» Your task: As the answer, give a copy of each line below that includes the word "complete".

========================================

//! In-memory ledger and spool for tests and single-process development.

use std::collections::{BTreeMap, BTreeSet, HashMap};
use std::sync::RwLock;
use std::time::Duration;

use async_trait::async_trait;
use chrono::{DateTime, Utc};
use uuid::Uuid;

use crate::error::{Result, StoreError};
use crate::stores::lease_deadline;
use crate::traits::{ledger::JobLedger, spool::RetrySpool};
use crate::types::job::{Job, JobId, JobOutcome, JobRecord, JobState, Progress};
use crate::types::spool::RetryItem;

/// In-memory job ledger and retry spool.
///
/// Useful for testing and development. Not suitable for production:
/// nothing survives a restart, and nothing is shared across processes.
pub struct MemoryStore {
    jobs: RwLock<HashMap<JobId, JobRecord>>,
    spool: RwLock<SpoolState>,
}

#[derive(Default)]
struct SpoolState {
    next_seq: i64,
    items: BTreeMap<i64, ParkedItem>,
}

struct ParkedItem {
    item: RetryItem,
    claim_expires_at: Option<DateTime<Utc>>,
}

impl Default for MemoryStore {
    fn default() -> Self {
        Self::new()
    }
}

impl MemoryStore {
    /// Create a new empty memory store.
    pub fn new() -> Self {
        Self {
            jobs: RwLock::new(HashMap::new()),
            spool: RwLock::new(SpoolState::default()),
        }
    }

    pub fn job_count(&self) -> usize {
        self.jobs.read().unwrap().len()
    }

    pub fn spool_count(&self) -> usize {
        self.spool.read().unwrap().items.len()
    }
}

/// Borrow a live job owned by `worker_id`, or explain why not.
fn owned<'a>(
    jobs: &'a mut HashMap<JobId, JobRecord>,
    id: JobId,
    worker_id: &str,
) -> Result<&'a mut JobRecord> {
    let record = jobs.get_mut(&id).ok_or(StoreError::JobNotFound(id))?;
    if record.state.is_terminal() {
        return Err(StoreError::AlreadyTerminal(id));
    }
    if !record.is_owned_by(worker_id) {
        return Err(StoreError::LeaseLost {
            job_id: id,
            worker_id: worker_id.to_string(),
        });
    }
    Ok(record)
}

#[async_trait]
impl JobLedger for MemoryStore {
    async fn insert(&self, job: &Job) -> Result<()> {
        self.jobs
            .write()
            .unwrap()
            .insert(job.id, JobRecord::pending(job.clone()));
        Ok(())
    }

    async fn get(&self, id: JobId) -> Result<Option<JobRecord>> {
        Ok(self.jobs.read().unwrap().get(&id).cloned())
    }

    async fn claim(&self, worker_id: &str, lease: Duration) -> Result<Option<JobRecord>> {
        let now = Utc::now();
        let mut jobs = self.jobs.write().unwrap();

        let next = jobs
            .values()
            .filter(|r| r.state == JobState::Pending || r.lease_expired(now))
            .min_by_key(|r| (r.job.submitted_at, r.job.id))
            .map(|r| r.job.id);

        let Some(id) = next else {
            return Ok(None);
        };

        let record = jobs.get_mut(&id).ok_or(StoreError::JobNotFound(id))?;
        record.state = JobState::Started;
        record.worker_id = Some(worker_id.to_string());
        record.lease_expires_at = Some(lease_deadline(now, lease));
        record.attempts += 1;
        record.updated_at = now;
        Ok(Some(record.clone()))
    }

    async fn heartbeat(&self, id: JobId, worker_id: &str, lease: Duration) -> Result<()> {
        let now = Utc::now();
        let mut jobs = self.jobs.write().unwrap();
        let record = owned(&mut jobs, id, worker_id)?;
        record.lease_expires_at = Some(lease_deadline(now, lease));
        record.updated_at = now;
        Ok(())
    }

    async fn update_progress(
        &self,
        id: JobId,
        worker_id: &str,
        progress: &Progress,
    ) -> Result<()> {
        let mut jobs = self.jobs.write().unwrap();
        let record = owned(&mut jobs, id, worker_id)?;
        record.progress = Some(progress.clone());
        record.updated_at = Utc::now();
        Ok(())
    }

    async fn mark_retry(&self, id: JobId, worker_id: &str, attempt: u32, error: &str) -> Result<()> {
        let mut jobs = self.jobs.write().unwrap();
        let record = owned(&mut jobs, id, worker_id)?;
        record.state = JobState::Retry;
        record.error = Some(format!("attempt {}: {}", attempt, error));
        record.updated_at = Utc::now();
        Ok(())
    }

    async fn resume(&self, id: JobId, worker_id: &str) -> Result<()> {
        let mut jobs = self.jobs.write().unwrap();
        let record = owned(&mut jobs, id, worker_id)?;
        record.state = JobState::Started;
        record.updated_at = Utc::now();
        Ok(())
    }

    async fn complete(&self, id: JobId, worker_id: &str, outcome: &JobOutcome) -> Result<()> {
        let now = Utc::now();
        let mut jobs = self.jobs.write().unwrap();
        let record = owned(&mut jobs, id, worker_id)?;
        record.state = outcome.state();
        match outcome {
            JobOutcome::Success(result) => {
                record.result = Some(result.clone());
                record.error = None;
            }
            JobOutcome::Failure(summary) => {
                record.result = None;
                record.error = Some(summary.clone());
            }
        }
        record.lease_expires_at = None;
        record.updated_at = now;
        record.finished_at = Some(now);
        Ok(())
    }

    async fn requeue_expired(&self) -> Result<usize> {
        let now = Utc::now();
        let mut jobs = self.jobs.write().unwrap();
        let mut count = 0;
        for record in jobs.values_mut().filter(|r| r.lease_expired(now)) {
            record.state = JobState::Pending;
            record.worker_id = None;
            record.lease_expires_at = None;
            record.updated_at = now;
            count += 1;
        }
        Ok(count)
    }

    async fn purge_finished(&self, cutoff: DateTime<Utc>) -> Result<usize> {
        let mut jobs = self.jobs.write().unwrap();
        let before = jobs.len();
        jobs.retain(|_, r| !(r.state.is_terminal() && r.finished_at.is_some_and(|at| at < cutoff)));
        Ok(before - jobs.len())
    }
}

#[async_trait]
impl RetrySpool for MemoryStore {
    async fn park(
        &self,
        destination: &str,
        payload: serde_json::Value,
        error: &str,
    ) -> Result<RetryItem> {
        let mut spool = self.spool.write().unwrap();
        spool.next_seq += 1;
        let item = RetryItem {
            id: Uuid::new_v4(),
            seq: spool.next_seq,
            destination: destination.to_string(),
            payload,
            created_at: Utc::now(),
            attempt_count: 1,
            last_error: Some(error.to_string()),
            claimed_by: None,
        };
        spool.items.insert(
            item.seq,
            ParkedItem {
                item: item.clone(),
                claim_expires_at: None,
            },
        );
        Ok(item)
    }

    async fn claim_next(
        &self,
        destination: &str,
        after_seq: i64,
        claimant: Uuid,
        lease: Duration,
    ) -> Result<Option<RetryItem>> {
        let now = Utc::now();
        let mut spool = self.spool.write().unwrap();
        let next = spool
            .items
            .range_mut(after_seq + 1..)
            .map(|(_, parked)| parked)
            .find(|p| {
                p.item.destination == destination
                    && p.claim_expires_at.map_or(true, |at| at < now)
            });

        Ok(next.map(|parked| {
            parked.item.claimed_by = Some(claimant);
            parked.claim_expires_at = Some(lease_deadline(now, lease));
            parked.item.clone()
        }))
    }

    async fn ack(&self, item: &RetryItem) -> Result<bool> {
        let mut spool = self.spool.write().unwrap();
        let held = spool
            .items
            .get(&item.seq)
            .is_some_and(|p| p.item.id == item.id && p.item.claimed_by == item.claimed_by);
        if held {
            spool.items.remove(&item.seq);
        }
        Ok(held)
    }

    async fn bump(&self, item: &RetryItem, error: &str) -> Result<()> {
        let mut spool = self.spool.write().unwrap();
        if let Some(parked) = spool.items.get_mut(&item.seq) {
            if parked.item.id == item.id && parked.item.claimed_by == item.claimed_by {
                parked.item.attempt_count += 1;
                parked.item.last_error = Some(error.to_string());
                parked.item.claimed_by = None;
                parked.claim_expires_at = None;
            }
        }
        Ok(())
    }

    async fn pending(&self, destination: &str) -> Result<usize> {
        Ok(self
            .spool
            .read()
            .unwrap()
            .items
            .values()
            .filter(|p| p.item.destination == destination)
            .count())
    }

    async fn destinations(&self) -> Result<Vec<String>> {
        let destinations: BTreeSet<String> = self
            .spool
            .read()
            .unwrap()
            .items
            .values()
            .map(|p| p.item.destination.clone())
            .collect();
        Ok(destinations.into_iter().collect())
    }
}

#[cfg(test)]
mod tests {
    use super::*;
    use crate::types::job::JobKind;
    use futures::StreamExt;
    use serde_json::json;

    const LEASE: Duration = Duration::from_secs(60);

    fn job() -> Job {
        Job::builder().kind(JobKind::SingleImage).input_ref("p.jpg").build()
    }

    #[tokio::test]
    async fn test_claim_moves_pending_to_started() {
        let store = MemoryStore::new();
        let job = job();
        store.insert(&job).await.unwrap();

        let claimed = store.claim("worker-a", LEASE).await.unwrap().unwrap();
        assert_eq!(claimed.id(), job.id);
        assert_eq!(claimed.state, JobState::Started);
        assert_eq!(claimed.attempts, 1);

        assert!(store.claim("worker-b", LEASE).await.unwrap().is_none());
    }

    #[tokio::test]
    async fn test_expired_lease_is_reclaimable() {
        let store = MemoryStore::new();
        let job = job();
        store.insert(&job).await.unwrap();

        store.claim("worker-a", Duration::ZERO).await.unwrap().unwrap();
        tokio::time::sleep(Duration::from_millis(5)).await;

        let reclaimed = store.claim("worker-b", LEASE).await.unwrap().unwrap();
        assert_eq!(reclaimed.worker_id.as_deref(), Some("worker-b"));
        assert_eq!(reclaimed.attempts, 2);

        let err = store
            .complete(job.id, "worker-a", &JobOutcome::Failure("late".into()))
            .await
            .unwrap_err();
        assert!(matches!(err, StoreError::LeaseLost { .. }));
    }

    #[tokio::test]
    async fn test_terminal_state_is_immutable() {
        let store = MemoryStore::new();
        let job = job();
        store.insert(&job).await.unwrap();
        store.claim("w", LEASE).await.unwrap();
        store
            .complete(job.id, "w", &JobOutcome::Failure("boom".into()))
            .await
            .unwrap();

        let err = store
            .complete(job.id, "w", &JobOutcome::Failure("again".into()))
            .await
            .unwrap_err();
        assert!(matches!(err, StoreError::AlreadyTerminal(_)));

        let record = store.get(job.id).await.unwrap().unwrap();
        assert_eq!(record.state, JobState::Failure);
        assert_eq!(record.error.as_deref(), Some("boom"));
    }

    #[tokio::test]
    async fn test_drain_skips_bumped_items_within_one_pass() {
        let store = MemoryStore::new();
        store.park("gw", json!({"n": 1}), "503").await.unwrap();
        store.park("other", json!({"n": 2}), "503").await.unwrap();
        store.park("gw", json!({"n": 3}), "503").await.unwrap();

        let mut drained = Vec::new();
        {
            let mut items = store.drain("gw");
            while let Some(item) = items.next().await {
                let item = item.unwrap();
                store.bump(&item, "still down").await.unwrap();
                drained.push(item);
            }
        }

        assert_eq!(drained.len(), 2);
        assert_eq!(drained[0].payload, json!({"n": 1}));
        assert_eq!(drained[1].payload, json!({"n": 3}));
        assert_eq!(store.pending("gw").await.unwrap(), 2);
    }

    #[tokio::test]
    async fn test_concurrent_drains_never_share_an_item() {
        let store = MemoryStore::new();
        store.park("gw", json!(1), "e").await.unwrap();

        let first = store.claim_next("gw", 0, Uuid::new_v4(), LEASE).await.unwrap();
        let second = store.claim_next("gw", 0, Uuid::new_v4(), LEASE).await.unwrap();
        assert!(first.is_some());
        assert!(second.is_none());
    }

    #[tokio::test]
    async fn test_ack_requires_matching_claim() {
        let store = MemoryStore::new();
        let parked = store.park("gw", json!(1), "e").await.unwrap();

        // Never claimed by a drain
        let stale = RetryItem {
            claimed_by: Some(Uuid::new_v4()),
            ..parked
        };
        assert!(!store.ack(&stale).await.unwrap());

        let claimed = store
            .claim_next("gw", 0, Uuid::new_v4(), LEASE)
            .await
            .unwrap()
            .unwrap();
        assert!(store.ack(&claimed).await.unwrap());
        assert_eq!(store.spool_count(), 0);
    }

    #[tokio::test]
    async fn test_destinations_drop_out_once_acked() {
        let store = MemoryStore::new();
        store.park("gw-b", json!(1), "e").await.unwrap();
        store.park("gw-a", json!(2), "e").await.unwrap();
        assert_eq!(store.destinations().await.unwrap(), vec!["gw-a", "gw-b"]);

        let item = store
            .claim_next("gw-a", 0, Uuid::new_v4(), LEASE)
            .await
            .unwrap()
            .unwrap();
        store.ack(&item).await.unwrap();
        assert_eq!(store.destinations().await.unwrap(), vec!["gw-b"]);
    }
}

========================================

» Result below:
    async fn complete(&self, id: JobId, worker_id: &str, outcome: &JobOutcome) -> Result<()> {
            .complete(job.id, "worker-a", &JobOutcome::Failure("late".into()))
            .complete(job.id, "w", &JobOutcome::Failure("boom".into()))
            .complete(job.id, "w", &JobOutcome::Failure("again".into()))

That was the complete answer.